In every one of Romney’s campaigns, his time in the private sector — specifically, at the consulting firm Bain & Co. and the investment company Bain Capital — has been a double-edged credential, branding him as a savvy businessman while tying him to countless controversial management decisions.
Romney has served as chief executive at both Bain Capital, which he helped found in the 1980s, and Bain & Co., which launched his career and which he later helped rescue from failure.
When Romney challenged Sen. Ted Kennedy in 1994, it was his connection to those two companies that played a significant role in sinking his campaign as Democrats tied him to plant closings and worker firings.
In 2012, those familiar attacks from his past are likely to take on a new potency: Bain Capital’s involvement in mass layoffs is likely to haunt Romney in a campaign focused on jobs. Other episodes, such as the claims that Romney benefited from a federal bank rescue, could ignite anew.
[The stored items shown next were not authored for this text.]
use std::collections::BTreeMap;
use std::fmt::Display;
use std::path::Path;

use anyhow::{Context, Result};
use once_cell::sync::Lazy;
use serde::{Deserialize, Serialize};

/// Training modality of a session or exercise.
///
/// The backend stores these as free text (`main_type`) or as an enum
/// (`exercise.type`), so deserialization goes through [`Modality::from_raw`]
/// and accepts anything.
#[derive(Clone, Copy, Debug, PartialEq, Eq, Hash, PartialOrd, Ord, Serialize, Deserialize)]
#[serde(from = "String", into = "String")]
pub enum Modality {
    Musculacao,
    Corrida,
    Pedal,
    Outro,
}

impl Modality {
    /// Resolve a raw modality string the way the coaching app does:
    /// substring match, anything unknown falls back to `Outro`.
    pub fn from_raw<S: AsRef<str>>(raw: S) -> Self {
        let text = raw.as_ref().to_uppercase();
        if text.contains("CORRIDA") {
            Self::Corrida
        } else if text.contains("PEDAL") {
            Self::Pedal
        } else if text.contains("MUSC") {
            Self::Musculacao
        } else {
            Self::Outro
        }
    }

    /// Endurance exercises have no per-set tracking; they complete as a unit.
    pub fn is_endurance(self) -> bool {
        matches!(self, Self::Corrida | Self::Pedal)
    }

    pub fn as_str(self) -> &'static str {
        match self {
            Self::Musculacao => "MUSCULACAO",
            Self::Corrida => "CORRIDA",
            Self::Pedal => "PEDAL",
            Self::Outro => "OUTRO",
        }
    }
}

impl From<String> for Modality {
    fn from(raw: String) -> Self {
        Self::from_raw(raw)
    }
}

impl From<Modality> for String {
    fn from(m: Modality) -> Self {
        m.as_str().to_string()
    }
}

impl Display for Modality {
    fn fmt(&self, f: &mut std::fmt::Formatter<'_>) -> std::fmt::Result {
        write!(f, "{}", self.as_str())
    }
}

/// Agenda display order, mirroring the coaching app's grouping.
pub const MODALITY_ORDER: [Modality; 4] = [
    Modality::Musculacao,
    Modality::Corrida,
    Modality::Pedal,
    Modality::Outro,
];

pub static MODALITY_LABELS: Lazy<BTreeMap<Modality, &'static str>> = Lazy::new(|| {
    BTreeMap::from([
        (Modality::Musculacao, "Musculacao"),
        (Modality::Corrida, "Corrida"),
        (Modality::Pedal, "Pedal"),
        (Modality::Outro, "Outros"),
    ])
});

/// Key/value config persisted as TOML under the user config dir.
#[derive(Debug, Default, Serialize, Deserialize)]
pub struct Config {
    #[serde(default)]
    pub map: BTreeMap<String, String>,
}

impl Config {
    pub fn load(path: &Path) -> Result<Self> {
        match std::fs::read_to_string(path) {
            Ok(content) => toml::from_str(&content)
                .with_context(|| format!("Invalid config file: {}", path.display())),
            Err(e) if e.kind() == std::io::ErrorKind::NotFound => Ok(Self::default()),
            Err(e) => Err(e).with_context(|| format!("Failed to read config: {}", path.display())),
        }
    }

    pub fn save(&self, path: &Path) -> Result<()> {
        if let Some(parent) = path.parent() {
            std::fs::create_dir_all(parent).with_context(|| {
                format!("Failed to create config directory: {}", parent.display())
            })?;
        }
        let content = toml::to_string_pretty(self)?;
        std::fs::write(path, content)
            .with_context(|| format!("Failed to write config: {}", path.display()))
    }

    fn get_or_env(&self, key: &str, env: &str) -> Option<String> {
        std::env::var(env)
            .ok()
            .filter(|v| !v.is_empty())
            .or_else(|| self.map.get(key).cloned())
    }

    pub fn api_url(&self) -> String {
        self.get_or_env("api_url", "TREINO_API_URL")
            .unwrap_or_else(|| "http://localhost:8000".to_string())
    }

    pub fn token(&self) -> Option<String> {
        self.get_or_env("token", "TREINO_TOKEN")
    }
}
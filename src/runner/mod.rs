pub mod biset;
pub mod sets;
pub mod state;
pub mod timer;

pub use state::{CompletedRun, Runner, SetStatus};

#[cfg(test)]
pub(crate) mod testutil {
    use crate::models::{
        EnduranceParams, ExerciseParams, ExerciseRef, SessionExercise, StrengthParams,
        TrainingSession,
    };
    use crate::types::Modality;

    pub fn session_of(exercises: Vec<SessionExercise>) -> TrainingSession {
        TrainingSession {
            id: 99,
            plan_id: 1,
            student_id: 7,
            name: "Treino A".to_string(),
            sequence: Some(1),
            main_type: Some("MUSCULACAO".to_string()),
            notes: None,
            exercises,
        }
    }

    /// Exercise-definition ids are derived as `100 + id` so tests can refer
    /// to them without extra plumbing.
    pub fn strength_exercise_with<F>(id: i64, order: i64, build: F) -> SessionExercise
    where
        F: FnOnce(&mut StrengthParams),
    {
        let mut params = StrengthParams::default();
        build(&mut params);
        SessionExercise {
            id,
            order,
            notes: None,
            exercise: ExerciseRef {
                id: 100 + id,
                name: format!("Exercicio {id}"),
                modality: Modality::Musculacao,
            },
            params: ExerciseParams::Strength(params),
        }
    }

    pub fn strength_exercise(id: i64, order: i64, biset_group: Option<&str>) -> SessionExercise {
        strength_exercise_with(id, order, |p| {
            p.biset_group = biset_group.map(str::to_string);
        })
    }

    pub fn endurance_exercise(id: i64, order: i64) -> SessionExercise {
        SessionExercise {
            id,
            order,
            notes: None,
            exercise: ExerciseRef {
                id: 100 + id,
                name: format!("Corrida {id}"),
                modality: Modality::Corrida,
            },
            params: ExerciseParams::Endurance(EnduranceParams::default()),
        }
    }
}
The never-aired “bailout” ad, shared with POLITICO by one of Kennedy’s advisers, remains an unexploded grenade from that race, underscoring Romney’s vulnerability in the first presidential election fought since the 2008 financial meltdown.
According to former Kennedy advisers, the ad never ran because it turned out to be unnecessary: Kennedy had already broken Romney with a series of ads tying him to layoffs in Indiana.
The commercial — produced for the Democratic Senatorial Campaign Committee by the firm Doak, Shrum, Harris, Carrier, Devine — highlights Romney’s role in turning around Bain & Co. during its financial distress.
“The way the company was rescued was with a federal bailout of $10 million,” the ad says. “The rest of us had to absorb the loss … Romney? He and others made $4 million in this deal. … Mitt Romney: Maybe he’s just against government when it helps working men and women.”
The facts of the Bain & Co. turnaround are a little more complicated, but a Boston Globe report from 1994 confirms that Bain saw several million dollars in loans forgiven by the FDIC, which had taken over Bain’s failed creditor, the Bank of New England.
Romney aides pushed back strongly on the Democratic charge that Bain & Co. received anything like a TARP-style “bailout.” While the FDIC is a government agency, it is funded by deposit insurance payments rather than taxes. The agency agreed to reduce Bain & Co.’s liability to the Bank of New England, but didn’t pump new funds into the flagging firm. Other Bain creditors also took a haircut in order to avert the company’s collapse.